When [Pat] told New Yorkers he was from Seattle, they’d mutter Nirvana or Pearl Jam, and Pat would grit his teeth and pretend some camaraderie with those ass-smelling latecomer poseur flannel bands. Funny how Portland, Seattle’s goofy little brother, had achieved similar alt-cool.

There is Shane Wheeler, an aspiring scriptwriter who is trying to pitch Donner!, a chortle-inducing screenplay:

which will concern itself not with the classic Donner Party story — all those people stuck at the awful camp, freezing and starving to death and finally eating one another — but with the story of a cabinetmaker in the party who leads a group of people, mostly young women, on a harrowing, heroic journey out of the mountains to safety, and then — attention, third act! –– when he’s regained his strength, returns to rescue his wife and kids!

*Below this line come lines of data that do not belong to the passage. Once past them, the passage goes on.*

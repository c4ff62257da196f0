//! Lazily computed, self-collapsing machine state.

use super::machine::{Capability, StateMachine};
use super::state::State;
use crate::event::Event;
use std::fmt;
use std::sync::{Arc, Mutex, MutexGuard, PoisonError};
use tracing::trace;

enum Slot {
    Pending {
        event: Arc<Event>,
        previous: Option<Arc<StateFuture>>,
        machine: Arc<dyn StateMachine>,
    },
    Computed(Option<Arc<dyn State>>),
}

impl Slot {
    /// Run the pending transition on top of `prior` and memoize it. A slot
    /// that is already computed keeps its value.
    fn resolve(&mut self, prior: Option<Arc<dyn State>>) -> Option<Arc<dyn State>> {
        let state = match std::mem::replace(self, Slot::Computed(None)) {
            Slot::Computed(state) => state,
            Slot::Pending { event, machine, .. } => {
                // A panicking transition leaves the state where it was.
                let next = machine
                    .guarded(Capability::Transition, || machine.transition(&event, prior.clone()))
                    .unwrap_or(prior);
                trace!(
                    machine = machine.identifier(),
                    event = event.routing_key(),
                    state = next.as_ref().map(|s| s.name()),
                    "state transition computed"
                );
                next
            }
        };

        *self = Slot::Computed(state.clone());
        state
    }

    fn take_previous(&mut self) -> Option<Arc<StateFuture>> {
        match std::mem::replace(self, Slot::Computed(None)) {
            Slot::Pending { previous, .. } => previous,
            Slot::Computed(_) => None,
        }
    }
}

fn lock(slot: &Mutex<Slot>) -> MutexGuard<'_, Slot> {
    slot.lock().unwrap_or_else(PoisonError::into_inner)
}

/// The state a machine reaches after an event, given the state before it.
///
/// Futures for one identifier form a chain, each owning the one before it.
/// The first `compute` runs the transition (computing the previous future
/// first), memoizes the result and releases the event, the previous future
/// and the machine. Later calls return the memo. A chain therefore never
/// outlives its first evaluation, however long it grew before.
///
/// Resolving and dropping walk the chain in a loop, so chain length is not
/// bounded by the stack.
pub struct StateFuture {
    slot: Mutex<Slot>,
}

impl StateFuture {
    pub fn new(
        event: Arc<Event>,
        previous: Option<Arc<StateFuture>>,
        machine: Arc<dyn StateMachine>,
    ) -> Self {
        Self {
            slot: Mutex::new(Slot::Pending {
                event,
                previous,
                machine,
            }),
        }
    }

    /// A future that is already resolved to `state`.
    pub fn resolved(state: Option<Arc<dyn State>>) -> Self {
        Self {
            slot: Mutex::new(Slot::Computed(state)),
        }
    }

    /// Resolve the state, running the transition at most once.
    pub fn compute(&self) -> Option<Arc<dyn State>> {
        let mut slot = lock(&self.slot);
        let mut next = match &*slot {
            Slot::Computed(state) => return state.clone(),
            Slot::Pending { previous, .. } => previous.clone(),
        };

        // Unresolved ancestors, newest first. Besides our own slot, at most
        // one ancestor is locked at a time and always an older one.
        let mut pending = Vec::new();
        let mut prior = None;
        while let Some(future) = next.take() {
            let ancestor = match &*lock(&future.slot) {
                Slot::Computed(state) => {
                    prior = state.clone();
                    None
                }
                Slot::Pending { previous, .. } => Some(previous.clone()),
            };
            if let Some(previous) = ancestor {
                pending.push(future);
                next = previous;
            }
        }

        for future in pending.iter().rev() {
            prior = lock(&future.slot).resolve(prior);
        }
        slot.resolve(prior)
    }

    pub fn is_computed(&self) -> bool {
        matches!(*lock(&self.slot), Slot::Computed(_))
    }
}

impl Drop for StateFuture {
    fn drop(&mut self) {
        let slot = self.slot.get_mut().unwrap_or_else(PoisonError::into_inner);
        let mut next = slot.take_previous();
        // Unlink owned ancestors one at a time instead of recursively.
        while let Some(future) = next.take() {
            if let Ok(mut future) = Arc::try_unwrap(future) {
                next = future
                    .slot
                    .get_mut()
                    .unwrap_or_else(PoisonError::into_inner)
                    .take_previous();
            }
        }
    }
}

impl fmt::Debug for StateFuture {
    fn fmt(&self, f: &mut fmt::Formatter<'_>) -> fmt::Result {
        match &*lock(&self.slot) {
            Slot::Pending { machine, .. } => f
                .debug_struct("StateFuture")
                .field("pending", &machine.identifier())
                .finish(),
            Slot::Computed(state) => f
                .debug_struct("StateFuture")
                .field("state", state)
                .finish(),
        }
    }
}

This is a sprawling book, to be sure: it covers fifty years, two continents, multiple locales and many characters. Some of these are irrelevant to the main plot, such as the novelist Alvis Bender and his WWII history. I read each such digression as akin to short stories, only tenuously linked to the main plot. They did not detract from the main story for me, but an impatient reader, waiting to find out what happens to the main characters, may feel differently.

What keeps the novel from being great literature is its ending. The final scenes are just a little too sweetly convenient, and there is a touch of sentimentality throughout that may turn off some readers. The final chapter is a summary, a sort of literary version of the brief what-happened summaries at the end of a film, that could be considered either charming or mawkish.

That said, this novel is a very pleasing, and distinctly original, read indeed.

From the afterword by Jess Walter:

Once I did an event with another author, and when the audience asked what we were working on I said I”d just abandoned a suburban cattle-ranching novel for a multi-generational, multi-genre, multi-point-of-view book about 1960s Italy, present-day Hollywood, World War II, and the Donner Party. It was quiet for a moment and then the other writer said “I think you should go back to the cattle-ranching book.”